(Beginning of Excerpted data)
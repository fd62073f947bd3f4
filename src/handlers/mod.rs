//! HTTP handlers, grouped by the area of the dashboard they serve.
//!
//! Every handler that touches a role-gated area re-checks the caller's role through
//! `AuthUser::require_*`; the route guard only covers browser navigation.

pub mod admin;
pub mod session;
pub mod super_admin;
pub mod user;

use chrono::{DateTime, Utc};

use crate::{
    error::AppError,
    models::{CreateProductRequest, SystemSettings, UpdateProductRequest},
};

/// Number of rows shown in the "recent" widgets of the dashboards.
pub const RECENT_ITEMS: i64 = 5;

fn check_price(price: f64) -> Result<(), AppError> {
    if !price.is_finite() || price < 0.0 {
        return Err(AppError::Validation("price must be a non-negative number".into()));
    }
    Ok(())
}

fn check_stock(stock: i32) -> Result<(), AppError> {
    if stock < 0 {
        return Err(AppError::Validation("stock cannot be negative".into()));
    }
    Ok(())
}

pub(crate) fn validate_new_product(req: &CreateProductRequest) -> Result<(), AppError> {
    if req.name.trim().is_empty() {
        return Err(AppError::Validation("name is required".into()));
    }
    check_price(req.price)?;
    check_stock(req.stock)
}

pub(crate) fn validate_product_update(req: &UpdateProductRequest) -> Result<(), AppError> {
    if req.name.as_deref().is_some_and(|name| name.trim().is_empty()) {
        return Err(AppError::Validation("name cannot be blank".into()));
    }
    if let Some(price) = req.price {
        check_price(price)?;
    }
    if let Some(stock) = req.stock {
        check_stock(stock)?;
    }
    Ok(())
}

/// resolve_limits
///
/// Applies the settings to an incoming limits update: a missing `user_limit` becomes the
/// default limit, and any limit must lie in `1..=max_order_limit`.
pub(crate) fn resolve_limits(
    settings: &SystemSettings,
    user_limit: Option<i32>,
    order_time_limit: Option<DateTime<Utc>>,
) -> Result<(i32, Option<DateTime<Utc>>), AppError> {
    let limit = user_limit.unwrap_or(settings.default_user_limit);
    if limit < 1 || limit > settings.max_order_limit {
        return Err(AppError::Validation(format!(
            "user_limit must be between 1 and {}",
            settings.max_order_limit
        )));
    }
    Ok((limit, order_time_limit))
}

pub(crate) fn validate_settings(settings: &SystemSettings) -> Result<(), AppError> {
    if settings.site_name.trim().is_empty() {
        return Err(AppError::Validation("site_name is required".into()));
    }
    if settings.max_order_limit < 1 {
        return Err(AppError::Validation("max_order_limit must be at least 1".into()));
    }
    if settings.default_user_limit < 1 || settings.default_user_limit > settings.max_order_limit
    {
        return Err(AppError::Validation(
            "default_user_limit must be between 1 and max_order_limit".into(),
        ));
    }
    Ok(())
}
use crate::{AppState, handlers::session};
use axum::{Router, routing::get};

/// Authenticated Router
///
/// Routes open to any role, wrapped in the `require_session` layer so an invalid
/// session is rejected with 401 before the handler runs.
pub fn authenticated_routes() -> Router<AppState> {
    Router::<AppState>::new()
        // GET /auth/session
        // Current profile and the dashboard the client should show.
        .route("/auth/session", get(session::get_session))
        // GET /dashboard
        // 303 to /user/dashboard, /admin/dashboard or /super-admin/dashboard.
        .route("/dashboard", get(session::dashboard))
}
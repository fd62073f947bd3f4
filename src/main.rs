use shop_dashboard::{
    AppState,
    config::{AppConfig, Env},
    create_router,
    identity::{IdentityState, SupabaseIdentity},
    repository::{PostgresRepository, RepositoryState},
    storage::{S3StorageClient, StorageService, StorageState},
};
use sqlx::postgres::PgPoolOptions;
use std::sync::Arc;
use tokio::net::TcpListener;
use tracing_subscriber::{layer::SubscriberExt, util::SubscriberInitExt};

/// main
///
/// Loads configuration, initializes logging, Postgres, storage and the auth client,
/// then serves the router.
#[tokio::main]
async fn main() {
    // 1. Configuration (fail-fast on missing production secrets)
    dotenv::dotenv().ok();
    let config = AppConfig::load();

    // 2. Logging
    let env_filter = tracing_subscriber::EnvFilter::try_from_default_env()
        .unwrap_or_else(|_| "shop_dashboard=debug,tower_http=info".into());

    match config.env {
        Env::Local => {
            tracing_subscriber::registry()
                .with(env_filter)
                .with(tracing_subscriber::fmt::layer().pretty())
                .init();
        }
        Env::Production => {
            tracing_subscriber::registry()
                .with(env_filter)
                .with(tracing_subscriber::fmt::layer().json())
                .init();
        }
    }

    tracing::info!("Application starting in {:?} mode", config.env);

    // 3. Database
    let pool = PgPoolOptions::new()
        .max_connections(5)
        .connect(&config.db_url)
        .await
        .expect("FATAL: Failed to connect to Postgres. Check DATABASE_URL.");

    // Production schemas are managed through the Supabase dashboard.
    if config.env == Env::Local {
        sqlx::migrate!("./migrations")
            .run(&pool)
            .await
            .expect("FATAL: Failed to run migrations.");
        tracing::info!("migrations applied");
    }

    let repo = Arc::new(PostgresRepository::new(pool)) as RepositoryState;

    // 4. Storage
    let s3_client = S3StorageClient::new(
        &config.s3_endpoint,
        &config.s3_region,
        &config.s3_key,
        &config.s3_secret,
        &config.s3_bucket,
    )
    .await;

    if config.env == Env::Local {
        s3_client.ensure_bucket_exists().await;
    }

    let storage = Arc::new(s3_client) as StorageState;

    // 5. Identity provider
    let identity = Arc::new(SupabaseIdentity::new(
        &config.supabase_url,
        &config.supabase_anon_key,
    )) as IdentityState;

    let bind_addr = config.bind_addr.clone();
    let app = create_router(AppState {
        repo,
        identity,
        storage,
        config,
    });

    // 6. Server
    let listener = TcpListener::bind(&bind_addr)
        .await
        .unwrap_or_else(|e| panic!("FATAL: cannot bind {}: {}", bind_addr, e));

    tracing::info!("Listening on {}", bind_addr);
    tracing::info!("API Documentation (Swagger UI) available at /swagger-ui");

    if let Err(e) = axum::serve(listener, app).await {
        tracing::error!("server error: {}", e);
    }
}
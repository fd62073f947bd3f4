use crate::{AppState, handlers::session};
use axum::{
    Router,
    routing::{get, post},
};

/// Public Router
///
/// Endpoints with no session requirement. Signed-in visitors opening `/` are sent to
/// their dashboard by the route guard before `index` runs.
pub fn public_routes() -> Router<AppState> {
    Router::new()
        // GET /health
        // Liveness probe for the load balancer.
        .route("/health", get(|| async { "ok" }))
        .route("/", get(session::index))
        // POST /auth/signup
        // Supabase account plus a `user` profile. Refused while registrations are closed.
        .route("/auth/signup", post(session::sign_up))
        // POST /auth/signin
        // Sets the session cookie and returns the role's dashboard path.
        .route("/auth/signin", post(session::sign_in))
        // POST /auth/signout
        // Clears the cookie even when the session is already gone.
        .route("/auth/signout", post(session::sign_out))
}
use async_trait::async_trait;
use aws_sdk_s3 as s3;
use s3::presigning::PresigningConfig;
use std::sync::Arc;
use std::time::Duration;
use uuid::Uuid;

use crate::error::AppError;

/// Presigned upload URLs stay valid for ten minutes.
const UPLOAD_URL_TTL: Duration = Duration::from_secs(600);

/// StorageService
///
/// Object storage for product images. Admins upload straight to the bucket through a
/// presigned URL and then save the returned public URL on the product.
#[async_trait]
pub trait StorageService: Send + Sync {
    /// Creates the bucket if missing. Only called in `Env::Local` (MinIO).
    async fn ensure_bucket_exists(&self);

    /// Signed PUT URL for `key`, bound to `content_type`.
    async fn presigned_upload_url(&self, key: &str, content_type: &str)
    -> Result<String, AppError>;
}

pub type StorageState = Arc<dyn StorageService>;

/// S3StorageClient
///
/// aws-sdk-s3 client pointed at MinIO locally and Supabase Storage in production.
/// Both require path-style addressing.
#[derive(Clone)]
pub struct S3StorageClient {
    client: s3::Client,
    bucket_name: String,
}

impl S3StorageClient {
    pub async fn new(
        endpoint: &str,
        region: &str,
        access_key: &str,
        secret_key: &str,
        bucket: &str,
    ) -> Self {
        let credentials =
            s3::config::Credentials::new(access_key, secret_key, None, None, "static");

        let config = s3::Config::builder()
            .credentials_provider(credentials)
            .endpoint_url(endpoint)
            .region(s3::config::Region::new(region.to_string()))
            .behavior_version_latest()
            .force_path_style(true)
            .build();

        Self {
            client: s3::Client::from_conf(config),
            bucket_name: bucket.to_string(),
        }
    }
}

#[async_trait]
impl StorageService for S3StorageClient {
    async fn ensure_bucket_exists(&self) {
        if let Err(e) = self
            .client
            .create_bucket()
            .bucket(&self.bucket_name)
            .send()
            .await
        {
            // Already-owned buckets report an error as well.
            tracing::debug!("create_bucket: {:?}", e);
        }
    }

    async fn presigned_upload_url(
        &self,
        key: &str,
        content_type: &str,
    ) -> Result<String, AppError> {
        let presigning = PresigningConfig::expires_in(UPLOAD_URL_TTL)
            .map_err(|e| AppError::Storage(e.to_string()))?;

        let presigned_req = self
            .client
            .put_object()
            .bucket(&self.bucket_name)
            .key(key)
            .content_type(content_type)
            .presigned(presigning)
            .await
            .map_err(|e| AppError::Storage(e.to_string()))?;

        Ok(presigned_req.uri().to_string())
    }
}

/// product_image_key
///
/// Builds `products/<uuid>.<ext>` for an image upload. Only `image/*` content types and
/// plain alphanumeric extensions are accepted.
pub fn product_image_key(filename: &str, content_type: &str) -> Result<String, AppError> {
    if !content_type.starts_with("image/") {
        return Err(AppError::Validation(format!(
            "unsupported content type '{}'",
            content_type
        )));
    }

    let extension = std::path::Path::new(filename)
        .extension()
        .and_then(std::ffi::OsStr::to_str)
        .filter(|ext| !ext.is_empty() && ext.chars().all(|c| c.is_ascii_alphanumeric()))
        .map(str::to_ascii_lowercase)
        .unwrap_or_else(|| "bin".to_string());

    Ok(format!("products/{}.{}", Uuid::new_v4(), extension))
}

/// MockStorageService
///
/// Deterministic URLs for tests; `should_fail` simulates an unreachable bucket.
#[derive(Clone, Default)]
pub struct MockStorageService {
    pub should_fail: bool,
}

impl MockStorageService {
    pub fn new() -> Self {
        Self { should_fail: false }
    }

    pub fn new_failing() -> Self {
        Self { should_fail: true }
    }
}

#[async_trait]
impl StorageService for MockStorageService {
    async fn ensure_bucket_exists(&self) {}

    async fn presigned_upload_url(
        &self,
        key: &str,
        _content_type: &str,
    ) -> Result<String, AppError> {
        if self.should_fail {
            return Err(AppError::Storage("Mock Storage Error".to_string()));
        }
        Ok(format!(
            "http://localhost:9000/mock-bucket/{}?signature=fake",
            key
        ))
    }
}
(End of Excerpted data)
Every line that contains the string "FATAL" should be copied from the entries.

→ **Exercise solution**
        .expect("FATAL: Failed to connect to Postgres. Check DATABASE_URL.");
            .expect("FATAL: Failed to run migrations.");
        .unwrap_or_else(|e| panic!("FATAL: cannot bind {}: {}", bind_addr, e));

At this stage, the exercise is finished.